WHAT YOU WILL DO » Beneath this line is the data. Output exactly the lines from the line with "pub mod gateway;" to the line with "pub mod version;", both ends included, and nothing more.

ENTRIES SHOWN »
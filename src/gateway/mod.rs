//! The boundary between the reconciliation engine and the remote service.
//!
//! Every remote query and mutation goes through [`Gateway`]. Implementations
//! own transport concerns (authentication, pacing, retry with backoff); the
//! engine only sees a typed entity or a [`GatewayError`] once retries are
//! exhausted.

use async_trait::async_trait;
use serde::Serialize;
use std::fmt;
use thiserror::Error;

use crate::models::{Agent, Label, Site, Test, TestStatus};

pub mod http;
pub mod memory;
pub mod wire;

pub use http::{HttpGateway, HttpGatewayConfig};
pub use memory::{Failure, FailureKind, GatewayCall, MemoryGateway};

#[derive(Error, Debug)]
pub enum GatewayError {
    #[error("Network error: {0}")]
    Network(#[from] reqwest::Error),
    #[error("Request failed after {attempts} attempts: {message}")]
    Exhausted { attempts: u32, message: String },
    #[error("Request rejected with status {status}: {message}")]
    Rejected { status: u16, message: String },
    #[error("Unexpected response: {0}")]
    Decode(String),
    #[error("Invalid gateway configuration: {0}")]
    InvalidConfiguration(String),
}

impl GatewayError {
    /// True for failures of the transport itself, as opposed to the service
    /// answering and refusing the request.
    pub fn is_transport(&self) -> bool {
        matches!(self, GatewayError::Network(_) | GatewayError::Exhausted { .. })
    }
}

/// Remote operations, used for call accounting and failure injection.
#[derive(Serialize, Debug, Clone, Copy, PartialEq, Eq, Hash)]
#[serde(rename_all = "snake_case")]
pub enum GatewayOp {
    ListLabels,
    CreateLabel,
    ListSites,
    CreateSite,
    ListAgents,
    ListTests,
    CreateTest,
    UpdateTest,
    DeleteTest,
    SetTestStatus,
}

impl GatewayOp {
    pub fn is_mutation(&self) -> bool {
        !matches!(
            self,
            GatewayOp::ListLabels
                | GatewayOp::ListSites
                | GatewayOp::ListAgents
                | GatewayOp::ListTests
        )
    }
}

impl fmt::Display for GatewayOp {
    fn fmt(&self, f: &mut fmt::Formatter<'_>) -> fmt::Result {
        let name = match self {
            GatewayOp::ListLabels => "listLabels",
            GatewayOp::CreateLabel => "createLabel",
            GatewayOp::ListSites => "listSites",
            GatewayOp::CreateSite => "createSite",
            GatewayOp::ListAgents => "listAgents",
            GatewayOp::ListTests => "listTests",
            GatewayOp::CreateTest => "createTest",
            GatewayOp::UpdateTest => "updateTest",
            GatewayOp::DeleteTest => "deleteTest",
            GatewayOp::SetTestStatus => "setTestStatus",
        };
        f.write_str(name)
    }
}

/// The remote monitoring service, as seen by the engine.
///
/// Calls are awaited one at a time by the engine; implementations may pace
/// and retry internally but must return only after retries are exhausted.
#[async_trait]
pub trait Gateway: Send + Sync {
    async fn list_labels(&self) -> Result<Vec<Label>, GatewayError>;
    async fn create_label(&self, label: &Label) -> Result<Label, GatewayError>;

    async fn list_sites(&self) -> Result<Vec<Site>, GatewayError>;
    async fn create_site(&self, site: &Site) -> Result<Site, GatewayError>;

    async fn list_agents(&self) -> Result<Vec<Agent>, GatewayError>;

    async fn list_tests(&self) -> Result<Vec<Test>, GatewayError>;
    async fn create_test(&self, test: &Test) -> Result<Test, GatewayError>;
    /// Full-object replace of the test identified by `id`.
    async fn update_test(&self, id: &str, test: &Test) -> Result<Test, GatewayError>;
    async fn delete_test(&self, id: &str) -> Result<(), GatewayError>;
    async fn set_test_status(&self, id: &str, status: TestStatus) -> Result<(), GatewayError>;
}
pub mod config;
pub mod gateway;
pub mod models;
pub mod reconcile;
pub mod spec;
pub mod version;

---

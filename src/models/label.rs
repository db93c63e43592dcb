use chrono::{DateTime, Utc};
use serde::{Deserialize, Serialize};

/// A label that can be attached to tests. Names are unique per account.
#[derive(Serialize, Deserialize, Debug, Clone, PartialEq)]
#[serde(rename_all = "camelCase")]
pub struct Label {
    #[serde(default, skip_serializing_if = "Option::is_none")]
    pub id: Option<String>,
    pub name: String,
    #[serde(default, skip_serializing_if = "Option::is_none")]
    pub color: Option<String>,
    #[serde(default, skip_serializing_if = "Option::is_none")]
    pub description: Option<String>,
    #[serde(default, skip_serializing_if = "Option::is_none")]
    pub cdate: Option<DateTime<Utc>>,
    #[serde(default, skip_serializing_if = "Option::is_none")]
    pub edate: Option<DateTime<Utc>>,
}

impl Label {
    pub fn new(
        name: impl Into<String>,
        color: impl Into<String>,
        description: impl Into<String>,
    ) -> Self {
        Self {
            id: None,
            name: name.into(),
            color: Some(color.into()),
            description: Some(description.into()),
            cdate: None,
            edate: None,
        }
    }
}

==

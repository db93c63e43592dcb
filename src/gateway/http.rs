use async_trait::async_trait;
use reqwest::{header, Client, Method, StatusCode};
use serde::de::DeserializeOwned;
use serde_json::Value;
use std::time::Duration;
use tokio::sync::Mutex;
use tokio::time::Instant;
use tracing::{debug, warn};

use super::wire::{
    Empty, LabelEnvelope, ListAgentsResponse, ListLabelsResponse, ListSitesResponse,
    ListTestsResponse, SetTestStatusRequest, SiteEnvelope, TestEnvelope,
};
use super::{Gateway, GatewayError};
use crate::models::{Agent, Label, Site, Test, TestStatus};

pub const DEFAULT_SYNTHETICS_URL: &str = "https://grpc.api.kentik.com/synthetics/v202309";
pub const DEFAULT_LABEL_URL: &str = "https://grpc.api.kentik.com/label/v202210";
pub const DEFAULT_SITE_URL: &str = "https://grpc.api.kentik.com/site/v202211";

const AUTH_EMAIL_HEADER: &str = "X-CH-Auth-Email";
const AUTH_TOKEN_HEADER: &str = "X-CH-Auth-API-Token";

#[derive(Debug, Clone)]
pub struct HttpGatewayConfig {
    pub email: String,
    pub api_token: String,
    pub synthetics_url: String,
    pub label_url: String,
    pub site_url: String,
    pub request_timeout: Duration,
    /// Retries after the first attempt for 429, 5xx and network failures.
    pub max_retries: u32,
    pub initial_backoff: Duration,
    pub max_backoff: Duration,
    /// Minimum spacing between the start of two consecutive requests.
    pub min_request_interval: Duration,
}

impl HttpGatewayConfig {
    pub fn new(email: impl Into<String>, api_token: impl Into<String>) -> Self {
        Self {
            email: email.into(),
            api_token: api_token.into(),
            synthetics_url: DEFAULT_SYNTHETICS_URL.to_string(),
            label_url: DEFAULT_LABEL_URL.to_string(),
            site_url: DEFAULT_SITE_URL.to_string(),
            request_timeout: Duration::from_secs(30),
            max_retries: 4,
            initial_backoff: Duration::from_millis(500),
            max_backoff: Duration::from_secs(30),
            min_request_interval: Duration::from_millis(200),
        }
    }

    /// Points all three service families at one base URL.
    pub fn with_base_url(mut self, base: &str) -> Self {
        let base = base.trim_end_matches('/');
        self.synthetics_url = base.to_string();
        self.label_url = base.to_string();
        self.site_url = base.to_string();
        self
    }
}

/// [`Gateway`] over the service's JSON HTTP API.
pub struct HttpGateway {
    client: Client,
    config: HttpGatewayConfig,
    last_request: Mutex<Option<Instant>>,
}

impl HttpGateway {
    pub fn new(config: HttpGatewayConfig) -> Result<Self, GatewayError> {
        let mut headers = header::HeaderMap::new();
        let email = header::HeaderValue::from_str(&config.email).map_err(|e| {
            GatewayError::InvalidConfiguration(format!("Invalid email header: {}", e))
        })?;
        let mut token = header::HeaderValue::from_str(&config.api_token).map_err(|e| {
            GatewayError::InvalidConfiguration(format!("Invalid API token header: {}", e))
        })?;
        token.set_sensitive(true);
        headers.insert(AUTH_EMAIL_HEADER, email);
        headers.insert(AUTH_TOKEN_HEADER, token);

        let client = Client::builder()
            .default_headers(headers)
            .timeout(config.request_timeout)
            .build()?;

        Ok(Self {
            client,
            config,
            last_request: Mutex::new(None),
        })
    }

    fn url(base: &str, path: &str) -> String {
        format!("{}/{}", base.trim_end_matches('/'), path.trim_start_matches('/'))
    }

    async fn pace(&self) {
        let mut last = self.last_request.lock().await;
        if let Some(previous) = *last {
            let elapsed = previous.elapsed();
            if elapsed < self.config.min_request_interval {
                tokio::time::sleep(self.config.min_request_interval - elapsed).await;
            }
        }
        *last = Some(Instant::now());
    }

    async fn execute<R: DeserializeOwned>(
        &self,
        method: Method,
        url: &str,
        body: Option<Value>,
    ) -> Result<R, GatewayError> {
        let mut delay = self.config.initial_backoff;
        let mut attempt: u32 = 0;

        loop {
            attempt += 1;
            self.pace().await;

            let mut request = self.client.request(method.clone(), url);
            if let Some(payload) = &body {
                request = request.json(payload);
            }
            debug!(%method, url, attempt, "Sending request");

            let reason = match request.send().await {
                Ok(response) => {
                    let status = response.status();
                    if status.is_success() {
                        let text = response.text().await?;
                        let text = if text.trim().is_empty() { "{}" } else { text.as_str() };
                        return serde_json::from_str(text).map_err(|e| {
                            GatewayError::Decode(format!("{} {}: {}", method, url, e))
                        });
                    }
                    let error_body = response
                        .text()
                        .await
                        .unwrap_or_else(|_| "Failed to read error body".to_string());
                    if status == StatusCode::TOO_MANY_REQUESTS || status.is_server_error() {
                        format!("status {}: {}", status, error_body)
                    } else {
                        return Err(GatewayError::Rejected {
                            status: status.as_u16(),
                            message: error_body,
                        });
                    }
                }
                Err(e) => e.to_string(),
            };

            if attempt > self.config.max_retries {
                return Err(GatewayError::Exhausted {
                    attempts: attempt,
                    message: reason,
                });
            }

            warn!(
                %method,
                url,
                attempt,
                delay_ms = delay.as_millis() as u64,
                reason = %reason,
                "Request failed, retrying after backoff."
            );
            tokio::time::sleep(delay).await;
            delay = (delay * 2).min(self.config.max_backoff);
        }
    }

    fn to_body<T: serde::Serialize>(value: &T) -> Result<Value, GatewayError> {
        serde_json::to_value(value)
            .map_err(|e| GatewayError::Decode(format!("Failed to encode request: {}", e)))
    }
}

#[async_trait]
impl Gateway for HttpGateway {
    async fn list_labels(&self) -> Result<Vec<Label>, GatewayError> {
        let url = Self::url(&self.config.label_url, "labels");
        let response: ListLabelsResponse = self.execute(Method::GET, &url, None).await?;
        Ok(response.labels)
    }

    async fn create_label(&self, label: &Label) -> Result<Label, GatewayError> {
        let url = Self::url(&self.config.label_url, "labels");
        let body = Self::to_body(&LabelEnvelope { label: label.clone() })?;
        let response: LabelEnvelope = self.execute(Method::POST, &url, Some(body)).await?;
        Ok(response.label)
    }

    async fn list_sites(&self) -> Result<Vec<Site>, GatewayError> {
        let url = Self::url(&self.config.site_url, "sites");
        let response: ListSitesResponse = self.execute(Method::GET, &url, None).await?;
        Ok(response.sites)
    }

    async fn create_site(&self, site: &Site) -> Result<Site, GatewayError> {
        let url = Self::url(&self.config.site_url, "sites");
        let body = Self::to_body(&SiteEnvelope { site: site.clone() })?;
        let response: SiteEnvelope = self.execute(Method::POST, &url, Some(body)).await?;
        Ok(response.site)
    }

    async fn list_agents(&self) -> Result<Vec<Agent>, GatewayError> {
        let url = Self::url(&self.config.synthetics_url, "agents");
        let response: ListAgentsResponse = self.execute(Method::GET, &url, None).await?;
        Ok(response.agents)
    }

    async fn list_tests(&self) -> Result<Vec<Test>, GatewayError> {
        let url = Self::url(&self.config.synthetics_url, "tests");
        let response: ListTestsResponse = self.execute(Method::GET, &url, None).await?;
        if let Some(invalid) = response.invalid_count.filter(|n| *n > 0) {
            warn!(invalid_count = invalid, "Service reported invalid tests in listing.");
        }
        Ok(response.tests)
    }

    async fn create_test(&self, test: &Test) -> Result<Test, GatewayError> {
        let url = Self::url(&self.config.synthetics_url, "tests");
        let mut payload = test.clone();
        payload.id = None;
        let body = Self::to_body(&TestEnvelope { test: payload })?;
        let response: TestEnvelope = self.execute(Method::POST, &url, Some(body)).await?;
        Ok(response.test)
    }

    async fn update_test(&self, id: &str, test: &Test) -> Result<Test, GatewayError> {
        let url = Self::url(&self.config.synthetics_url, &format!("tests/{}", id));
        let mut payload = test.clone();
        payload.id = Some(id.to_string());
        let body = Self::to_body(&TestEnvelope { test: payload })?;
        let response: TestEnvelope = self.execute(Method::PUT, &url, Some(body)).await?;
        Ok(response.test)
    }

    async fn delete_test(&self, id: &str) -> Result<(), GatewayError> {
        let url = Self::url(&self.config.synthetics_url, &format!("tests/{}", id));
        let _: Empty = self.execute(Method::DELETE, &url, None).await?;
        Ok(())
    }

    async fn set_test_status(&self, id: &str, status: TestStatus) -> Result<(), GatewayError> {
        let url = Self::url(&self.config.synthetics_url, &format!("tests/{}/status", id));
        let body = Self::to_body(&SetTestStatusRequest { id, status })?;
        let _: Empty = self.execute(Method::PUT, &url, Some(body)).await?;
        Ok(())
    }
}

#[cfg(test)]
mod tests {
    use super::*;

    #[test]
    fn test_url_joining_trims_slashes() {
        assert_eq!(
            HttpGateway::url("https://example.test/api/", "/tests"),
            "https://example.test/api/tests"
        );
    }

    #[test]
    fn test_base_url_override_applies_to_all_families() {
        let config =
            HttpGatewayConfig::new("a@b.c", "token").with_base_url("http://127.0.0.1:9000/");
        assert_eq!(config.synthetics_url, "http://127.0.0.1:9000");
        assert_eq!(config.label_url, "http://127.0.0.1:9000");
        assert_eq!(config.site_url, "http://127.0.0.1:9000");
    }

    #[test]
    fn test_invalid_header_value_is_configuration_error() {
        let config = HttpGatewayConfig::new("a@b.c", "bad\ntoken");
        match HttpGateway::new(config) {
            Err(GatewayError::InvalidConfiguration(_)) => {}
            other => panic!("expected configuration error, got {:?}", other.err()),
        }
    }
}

EXERCISE OUTPUT »
pub mod gateway;
pub mod models;
pub mod reconcile;
pub mod spec;
pub mod version;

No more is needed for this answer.